Abdurrahman Wahid: Amnesti untuk Tahanan Politik
Presiden Abdurrahman Wahid atau Gus Dur melanjutkan tradisi pemberian amnesti, terutama untuk para tahanan politik dan aktivis pro-demokrasi. Salah satu keputusan penting adalah melalui Keppres Nomor 159 Tahun 1999, yang memberikan amnesti kepada sejumlah tahanan politik, termasuk Budiman Sudjatmiko, mantan Ketua Partai Rakyat Demokratik (PRD). Pemberian amnesti di era Gus Dur mencerminkan semangat reformasi dan demokratisasi yang tengah berlangsung di Indonesia.
Susilo Bambang Yudhoyono: Amnesti dalam Proses Perdamaian
Pemberian amnesti yang sangat signifikan terjadi pada masa Presiden Susilo Bambang Yudhoyono. Pada tahun 2005, Yudhoyono menandatangani dekrit yang memberikan amnesti kepada sekitar 1.500 pemberontak Aceh yang terlibat dalam konflik dengan pemerintah Indonesia, terutama anggota Gerakan Aceh Merdeka (GAM). Pemberian amnesti ini merupakan bagian dari kesepakatan damai yang tercapai melalui Perjanjian Helsinki, yang berusaha mengakhiri konflik yang berlangsung lama di Aceh. Namun, amnesti ini hanya mencakup mereka yang terlibat dalam pemberontakan politik dan tidak berlaku bagi mereka yang terlibat dalam tindak pidana biasa.
Joko Widodo: Amnesti di Era Modern
Di era pemerintahan Presiden Joko Widodo, amnesti diberikan khususnya terkait dengan kebebasan sipil dan perlindungan terhadap individu yang terjerat dengan undang-undang kontroversial.

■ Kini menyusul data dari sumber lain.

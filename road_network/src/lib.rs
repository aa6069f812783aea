//! A road network built from splines drawn by the user. Each spline's length is split between
//! roads and junctions. Roads carry lanes in lane sections, junctions carry connections, and each
//! connection owns a short connecting road with lane links tying incoming lanes to outgoing ones.
//!
//! Everything lives in one `RoadNetwork`, and entities refer to each other by id. Every edit goes
//! through a method on `RoadNetwork` that either applies completely and describes what changed in
//! an `EditEffects`, or fails and leaves the network untouched.

#[macro_use]
extern crate anyhow;
#[macro_use]
extern crate log;

mod config;
pub mod connectivity;
mod edits;
mod error;
mod make;
mod network;
mod objects;
mod query;

pub use crate::config::{DrivingSide, NetworkConfig};
pub use crate::edits::{ChangeEvent, EditEffects};
pub use crate::error::{edit_error, EditError};
pub use crate::make::intersections::{
    find_all_intersections, find_intersections, find_intersections_3d, IntersectionHit,
};
pub use crate::make::junctions::RoadJunctionState;
pub use crate::network::{NetworkSummary, RoadNetwork};
pub use crate::objects::elevation::ElevationProfile;
pub use crate::objects::junction::{Connection, ConnectionID, Junction, JunctionID, LaneLink};
pub use crate::objects::lane::{Lane, LaneSection, LaneSide, LaneType, RoadMark, RoadMarkType};
pub use crate::objects::road::{ContactPoint, Road, RoadEnd, RoadID, RoadLink};
pub use crate::objects::spline::{SegmentRef, Spline, SplineID};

Di antaranya pemberian amnesti kepada Saiful Mahdi, seorang dosen Universitas Syiah Kuala yang dijerat dengan Undang-Undang Informasi dan Transaksi Elektronik (UU ITE) terkait dengan pencemaran nama baik. Saiful Mahdi merupakan salah satu korban dari penerapan UU ITE yang sering dikritik karena dianggap memberangus kebebasan berpendapat.
Selain itu, Presiden Joko Widodo juga memberikan amnesti kepada Baiq Nuril Maknun pada tahun 2019. Baiq Nuril dijerat dengan UU ITE setelah merekam percakapan asusila antara dirinya dan mantan Kepala Sekolah SMAN 7 Mataram, Muslim, yang kerap meneleponnya. Nuril hanya bertujuan melindungi dirinya, namun justru dituduh dan dihukum karena tindakannya.
Kesimpulan
Sejarah pemberian amnesti di Indonesia menunjukkan bagaimana kebijakan ini digunakan oleh berbagai presiden untuk mencapai tujuan tertentu, mulai dari rekonsiliasi politik hingga perlindungan hak-hak sipil. Pemberian amnesti tidak hanya menjadi alat untuk meredakan ketegangan politik, tetapi juga bagian dari proses penyembuhan sosial setelah periode konflik yang panjang. Meskipun penerapannya sering kali kontroversial, amnesti tetap menjadi simbol dari upaya negara untuk membangun hubungan yang lebih baik antara pemerintah dan rakyat, serta untuk memperkuat demokrasi di Indonesia.